Records shown Block Start

use std::path::PathBuf;

use console::Style;
use surfing_core::coadd::CoaddOutcome;
use surfing_core::datescan::Datescan;
use surfing_core::detector::Polarization;
use surfing_core::layout::ProductLayout;
use surfing_core::pipeline::config::PipelineConfig;
use surfing_core::pipeline::PipelineReport;
use surfing_core::reduce::ReductionRecord;
use surfing_core::residuals::ResidualOutcome;
use surfing_core::summary::{display_path, render_summary};

struct Styles {
    title: Style,
    header: Style,
    label: Style,
    value: Style,
    method: Style,
    disabled: Style,
    path: Style,
}

impl Styles {
    fn new() -> Self {
        Self {
            title: Style::new().cyan().bold(),
            header: Style::new().cyan().bold(),
            label: Style::new().dim(),
            value: Style::new().bold().white(),
            method: Style::new().green(),
            disabled: Style::new().dim().yellow(),
            path: Style::new().underlined(),
        }
    }
}

fn print_title(s: &Styles, title: &str) {
    println!();
    println!("  {}", s.title.apply_to(title));
    println!(
        "  {}",
        s.title
            .apply_to("\u{2550}".repeat(title.chars().count()))
    );
    println!();
}

pub fn print_run_plan(config: &PipelineConfig) {
    let s = Styles::new();
    print_title(&s, "SURFING Reduction");

    println!(
        "  {:<14}{}",
        s.label.apply_to("Region"),
        s.value.apply_to(&config.region)
    );
    println!(
        "  {:<14}{}",
        s.label.apply_to("Root"),
        s.path.apply_to(config.layout().root().display())
    );
    let datescans: Vec<String> = config.datescans.iter().map(ToString::to_string).collect();
    println!(
        "  {:<14}{}",
        s.label.apply_to("Datescans"),
        s.value.apply_to(datescans.join(", "))
    );
    println!(
        "  {:<14}{}",
        s.label.apply_to("Recipe"),
        s.method.apply_to(&config.recipe)
    );
    match config.recpars() {
        Some(parfile) => println!(
            "  {:<14}{}",
            s.label.apply_to("Parameters"),
            s.path.apply_to(parfile.display())
        ),
        None => println!(
            "  {:<14}{}",
            s.label.apply_to("Parameters"),
            s.disabled.apply_to("recipe defaults")
        ),
    }
    println!(
        "  {:<14}{}",
        s.label.apply_to("Starlink"),
        s.path.apply_to(config.starlink.star_dir.display())
    );
    println!();

    println!("  {}", s.header.apply_to("Molecules"));
    for molecule in &config.molecules {
        println!(
            "    {:<12}{}",
            s.label.apply_to(&molecule.name),
            s.value.apply_to(format!("subband {}", molecule.subband))
        );
    }
    println!();
}

pub fn print_reductions(records: &[ReductionRecord]) {
    let s = Styles::new();
    for record in records {
        let pol = record
            .polarization
            .map(|p| p.to_string())
            .unwrap_or_else(|| "P0+P1".into());
        println!(
            "  {:<14}{:<6}{} products in {}",
            s.label.apply_to(record.datescan.to_string()),
            s.method.apply_to(pol),
            s.value.apply_to(record.output.datafiles.len()),
            s.path.apply_to(record.output_dir.display())
        );
    }
}

pub fn print_residuals(outcomes: &[ResidualOutcome]) {
    let s = Styles::new();
    for outcome in outcomes {
        match outcome {
            ResidualOutcome::Computed {
                datescan,
                molecule,
                path,
            } => println!(
                "  {:<14}{:<6}{}",
                s.label.apply_to(datescan.to_string()),
                s.value.apply_to(molecule),
                s.path.apply_to(path.display())
            ),
            ResidualOutcome::Skipped {
                datescan,
                molecule,
                missing,
            } => {
                let missing: Vec<String> = missing.iter().map(Polarization::to_string).collect();
                println!(
                    "  {:<14}{:<6}{}",
                    s.label.apply_to(datescan.to_string()),
                    s.value.apply_to(molecule),
                    s.disabled
                        .apply_to(format!("skipped, no {} moment 0 map", missing.join("/")))
                );
            }
        }
    }
}

pub fn print_coadds(outcomes: &[CoaddOutcome]) {
    let s = Styles::new();
    for outcome in outcomes {
        match outcome {
            CoaddOutcome::NoNewData { molecule } => println!(
                "  {:<14}{}",
                s.label.apply_to(molecule),
                s.disabled.apply_to("no new data")
            ),
            CoaddOutcome::Updated {
                molecule,
                inputs,
                merged_with_existing,
                sdf,
                ..
            } => {
                let action = if *merged_with_existing {
                    "merged"
                } else {
                    "created"
                };
                println!(
                    "  {:<14}{} {} from {} cube(s)",
                    s.label.apply_to(molecule),
                    s.path.apply_to(sdf.display()),
                    s.method.apply_to(action),
                    s.value.apply_to(inputs.len())
                );
            }
        }
    }
}

/// Echo the Summary.txt entries written by the combined reduction.
pub fn print_reduction_summary(records: &[ReductionRecord]) {
    println!();
    print!("{}", render_summary(records));
}

pub fn print_converted(files: &[PathBuf]) {
    let s = Styles::new();
    println!(
        "  {:<14}{}",
        s.label.apply_to("FITS written"),
        s.value.apply_to(files.len())
    );
}

pub fn print_report(report: &PipelineReport) {
    let s = Styles::new();
    print_title(&s, "Results");

    println!("  {}", s.header.apply_to("Reductions"));
    print_reductions(&report.combined);
    print_reductions(&report.individual);
    println!();

    println!("  {}", s.header.apply_to("Moment 0 residuals"));
    print_residuals(&report.residuals);
    println!();

    println!("  {}", s.header.apply_to("Co-adds"));
    print_coadds(&report.coadds);
    println!();

    print_converted(&report.converted);
}

pub fn print_paths(layout: &ProductLayout, config: &PipelineConfig, ds: &Datescan) {
    let s = Styles::new();
    print_title(&s, &format!("Layout for {ds}"));

    let row = |label: &str, path: PathBuf| {
        println!(
            "  {:<14}{}",
            s.label.apply_to(label),
            s.path.apply_to(display_path(&path))
        );
    };
    row("Raw", layout.raw_dir(ds));
    row("Reduced", layout.reduced_dir(ds));
    for pol in Polarization::ALL {
        row(&format!("Reduced {pol}"), layout.detector_dir(ds, pol));
    }
    row("Residuals", layout.residuals_dir(ds));
    row("Summary", layout.summary_path());
    println!();

    println!("  {}", s.header.apply_to("Co-adds"));
    for molecule in &config.molecules {
        println!(
            "    {:<12}{}",
            s.label.apply_to(&molecule.name),
            s.path
                .apply_to(layout.coadd_sdf(&config.region, molecule).display())
        );
    }
    println!();
}

pub fn print_banner() {
    println!("\n\n######################");
    println!("              ___            ___");
    println!("             /   \\          /   \\");
    println!("             \\_   \\        /  __/");
    println!("              _\\   \\      /  /__");
    println!("              \\___  \\____/   __/");
    println!("                  \\_       _/");
    println!("                    | @ @  \\_");
    println!("                    |        ");
    println!("                  _/     /\\  ");
    println!("                 /o)  (o/\\ \\_");
    println!("Done!            \\_____/ /   ");
    println!("Thanks, eh?!       \\____/    ");
    println!();
    println!("######################\n");
}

Records shown Block End

== Required action ==
Looking at the material above, please copy exactly every line from its first line through the line containing "use surfing_core::pipeline::config::PipelineConfig;", with both ends included and nothing else.

== Response box ==
use std::path::PathBuf;

use console::Style;
use surfing_core::coadd::CoaddOutcome;
use surfing_core::datescan::Datescan;
use surfing_core::detector::Polarization;
use surfing_core::layout::ProductLayout;
use surfing_core::pipeline::config::PipelineConfig;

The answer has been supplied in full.